Background: Lung adenocarcinoma is a common malignant tumor, and its early diagnosis and treatment are key to improving patient survival rates. However, due to the non-specific early symptoms, many patients are already at an advanced stage when diagnosed. Non-targeted metabolomics analysis, as a method for comprehensive analysis of metabolites in the body, has been shown to have potential in the early diagnosis of cancer. This study aims to identify early-stage lung adenocarcinoma-specific biomarkers using non-targeted metabolomics analysis in an established mouse model. The intervention mechanism of indoleamine 2,3-dioxygenase (IDO) inhibitor in early-stage lung adenocarcinoma is explored to provide evidence for clinical disease treatment. Methods: Twenty specific-pathogen-free-grade female Kunming mice were divided into control group, experimental group, Epacadostatlow group, and Epacadostathigh group. After modeling, immune therapy intervention (epacadostat) was administered to the mice, and plasma and urine samples were collected from all mice on day 7 and day 28. Ultra-high-performance liquid chromatography-quadrupole time-of-flight mass spectrometry (UPLC-QTOF-MS) analysis was performed to identify potential biomarkers for diagnosing early-stage lung adenocarcinoma. Cluster analysis and correlation analysis were used to explore the differential expression patterns of metabolites in different samples. Kyoto Encyclopedia of Genes and Genomes (KEGG) analysis was used to identify enriched pathways of differentially expressed metabolites. Results: A total of 348 metabolites were identified after merging the positive and negative ion modes. Among them, organic acids and derivatives (16.954%) and lipids and lipid-like molecules (15.517%) were the two major classes of metabolites in the early-stage lung adenocarcinoma mice.
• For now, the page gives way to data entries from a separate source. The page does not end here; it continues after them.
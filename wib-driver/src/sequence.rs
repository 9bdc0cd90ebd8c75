//! Ordered command sequences for per-register chip configuration.
//!
//! Each builder returns a [`CommandSequence`] the session executes one
//! step at a time over the transport. Builders that write LArASIC
//! registers refuse to run while the pulser is enabled unless the caller
//! asks for the disable/restore wrap.

use std::fmt::Write as _;

use wib_core::address::{ChipAddress, COLDATA_PER_FEMB, FEMBS_PER_WIB, coldata_i2c_address};
use wib_core::command::FastCommand;

use crate::error::WibDriverError;
use crate::larasic::{
    COLDATA_CMD_REG, ChannelSettings, GLOBAL_REG_1, GLOBAL_REG_2, GlobalSettings, LATCH_CODE,
    PULSER_OFF_CODE, PULSER_ON_CODE, channel_register,
};

/// Scripts shipped on the WIB itself, runnable by name.
pub const ONBOARD_SCRIPTS: [&str; 6] = [
    "conf_pll_timing",
    "cdr_reset",
    "pll_sticky_clear",
    "ept_reset",
    "si5344_62p5mhz_config",
    "si5344_50mhz_config",
];

/// One transport-level action of a [`CommandSequence`].
#[derive(Debug, Clone, Copy, PartialEq)]
pub enum Step {
    /// An I2C register write to one chip behind a COLDATA.
    ChipWrite {
        femb: u8,
        coldata: u8,
        chip_addr: u8,
        page: u8,
        reg: u8,
        value: u8,
    },
    /// A board-level fast command to all FEMBs.
    FastCommand(FastCommand),
    /// Drive the pulser switches of every chip to the given state. The
    /// session expands this into the [`toggle_pulser`] sub-sequence so a
    /// mid-sequence failure leaves the pulser flag accounted for.
    SetPulser { on: bool },
    /// A pause, only meaningful inside a script rendering.
    Delay { seconds: f64 },
}

impl Step {
    /// What this step does, for failure reports.
    #[must_use]
    pub fn describe(&self) -> String {
        match self {
            Step::ChipWrite {
                femb,
                coldata,
                chip_addr,
                page,
                reg,
                value,
            } => format!(
                "write femb {femb} coldata {coldata} chip {chip_addr} page {page} reg {reg:#04X} value {value:#04X}"
            ),
            Step::FastCommand(cmd) => format!("fast command {}", cmd.name()),
            Step::SetPulser { on: true } => "enable pulser".to_string(),
            Step::SetPulser { on: false } => "disable pulser".to_string(),
            Step::Delay { seconds } => format!("delay {seconds} s"),
        }
    }
}

/// An ordered list of steps, consumed once by the session.
#[derive(Debug, Clone, Default, PartialEq)]
pub struct CommandSequence {
    steps: Vec<Step>,
}

impl CommandSequence {
    #[must_use]
    pub fn new() -> Self {
        Self::default()
    }

    pub fn push(&mut self, step: Step) {
        self.steps.push(step);
    }

    #[must_use]
    pub fn len(&self) -> usize {
        self.steps.len()
    }

    #[must_use]
    pub fn is_empty(&self) -> bool {
        self.steps.is_empty()
    }

    #[must_use]
    pub fn steps(&self) -> &[Step] {
        &self.steps
    }

    /// Renders the sequence in the firmware's script micro-language.
    ///
    /// `cd-i2c` fields are decimal except the register and value, which
    /// the parser takes as hex. [`Step::SetPulser`] steps render as their
    /// expansion.
    #[must_use]
    pub fn to_script(&self) -> String {
        let mut script = String::new();
        for step in &self.steps {
            match step {
                Step::ChipWrite {
                    femb,
                    coldata,
                    chip_addr,
                    page,
                    reg,
                    value,
                } => {
                    let _ = writeln!(
                        script,
                        "cd-i2c {femb} {coldata} {chip_addr} {page} {reg:X} {value:X}"
                    );
                }
                Step::FastCommand(cmd) => {
                    let _ = writeln!(script, "fast {}", cmd.name());
                }
                Step::SetPulser { on } => {
                    script.push_str(&toggle_pulser(!on).to_script());
                }
                Step::Delay { seconds } => {
                    let _ = writeln!(script, "delay {seconds}");
                }
            }
        }
        script
    }
}

impl IntoIterator for CommandSequence {
    type Item = Step;
    type IntoIter = std::vec::IntoIter<Step>;

    fn into_iter(self) -> Self::IntoIter {
        self.steps.into_iter()
    }
}

/// Writes one channel's settings byte and latches it: two steps.
pub fn write_channel(
    addr: ChipAddress,
    channel: u8,
    settings: &ChannelSettings,
    pulser_on: bool,
    auto_toggle: bool,
) -> Result<CommandSequence, WibDriverError> {
    let mut seq = CommandSequence::new();
    push_channel_write(&mut seq, addr, channel, settings)?;
    push_latch(&mut seq, addr.femb(), addr.coldata());
    wrap_pulser(seq, pulser_on, auto_toggle)
}

/// Writes the chip-global register pair.
///
/// Each register is written twice to guard against single-event upsets,
/// to the same chip number behind both COLDATAs of the FEMB, then each
/// COLDATA gets a latch trigger. Ten steps.
pub fn write_global(
    addr: ChipAddress,
    settings: &GlobalSettings,
    pulser_on: bool,
    auto_toggle: bool,
) -> Result<CommandSequence, WibDriverError> {
    let mut seq = CommandSequence::new();
    push_global_writes(&mut seq, addr, settings);
    wrap_pulser(seq, pulser_on, auto_toggle)
}

/// Writes all 16 channel bytes of one chip, then the global pair as in
/// [`write_global`]. Twenty-six steps.
pub fn write_all_channels(
    addr: ChipAddress,
    channels: &[ChannelSettings; 16],
    global: &GlobalSettings,
    pulser_on: bool,
    auto_toggle: bool,
) -> Result<CommandSequence, WibDriverError> {
    let mut seq = CommandSequence::new();
    for (channel, settings) in channels.iter().enumerate() {
        push_channel_write(&mut seq, addr, channel as u8, settings)?;
    }
    push_global_writes(&mut seq, addr, global);
    wrap_pulser(seq, pulser_on, auto_toggle)
}

/// Drives the pulser command register of every COLDATA on the board to
/// the opposite of `currently_on`, then issues one Act fast command so
/// the chips take the new switch state. Nine steps.
///
/// Flips nothing itself; the caller owns the pulser-state flag.
#[must_use]
pub fn toggle_pulser(currently_on: bool) -> CommandSequence {
    let value = if currently_on {
        PULSER_OFF_CODE
    } else {
        PULSER_ON_CODE
    };
    let mut seq = CommandSequence::new();
    for femb in 0..FEMBS_PER_WIB as u8 {
        for coldata in 0..COLDATA_PER_FEMB as u8 {
            seq.push(Step::ChipWrite {
                femb,
                coldata,
                chip_addr: coldata_i2c_address(coldata),
                page: 0,
                reg: COLDATA_CMD_REG,
                value,
            });
        }
    }
    seq.push(Step::FastCommand(FastCommand::Act));
    seq
}

fn push_channel_write(
    seq: &mut CommandSequence,
    addr: ChipAddress,
    channel: u8,
    settings: &ChannelSettings,
) -> Result<(), WibDriverError> {
    seq.push(Step::ChipWrite {
        femb: addr.femb(),
        coldata: addr.coldata(),
        chip_addr: addr.coldata_i2c_address(),
        page: addr.chip(),
        reg: channel_register(channel)?,
        value: settings.encode(),
    });
    Ok(())
}

fn push_global_writes(seq: &mut CommandSequence, addr: ChipAddress, settings: &GlobalSettings) {
    let (reg1, reg2) = settings.encode();
    for coldata in 0..COLDATA_PER_FEMB as u8 {
        for _ in 0..2 {
            for (reg, value) in [(GLOBAL_REG_1, reg1), (GLOBAL_REG_2, reg2)] {
                seq.push(Step::ChipWrite {
                    femb: addr.femb(),
                    coldata,
                    chip_addr: coldata_i2c_address(coldata),
                    page: addr.chip(),
                    reg,
                    value,
                });
            }
        }
    }
    for coldata in 0..COLDATA_PER_FEMB as u8 {
        push_latch(seq, addr.femb(), coldata);
    }
}

fn push_latch(seq: &mut CommandSequence, femb: u8, coldata: u8) {
    seq.push(Step::ChipWrite {
        femb,
        coldata,
        chip_addr: coldata_i2c_address(coldata),
        page: 0,
        reg: COLDATA_CMD_REG,
        value: LATCH_CODE,
    });
}

fn wrap_pulser(
    seq: CommandSequence,
    pulser_on: bool,
    auto_toggle: bool,
) -> Result<CommandSequence, WibDriverError> {
    if !pulser_on {
        return Ok(seq);
    }
    if !auto_toggle {
        return Err(WibDriverError::PulserEnabled);
    }
    let mut wrapped = CommandSequence::new();
    wrapped.push(Step::SetPulser { on: false });
    wrapped.steps.extend(seq.steps);
    wrapped.push(Step::SetPulser { on: true });
    Ok(wrapped)
}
Anthranilic acid (vitamin L1), 1-methylhistidine, 12(R)-HETE, and hippuric acid were the major differentially expressed metabolites on both day 7 and day 28, and they showed correlations with each other. Metabolic pathway analysis revealed multiple dysregulated pathways in lung adenocarcinoma mice. Conclusions: UPLC-QTOF-MS analysis is a feasible method for identifying biomarkers of lung adenocarcinoma. Epacadostat, a novel and promising IDO inhibitor, may exert its therapeutic effect by modulating 1-methylhistidine and anthranilic acid (vitamin L1).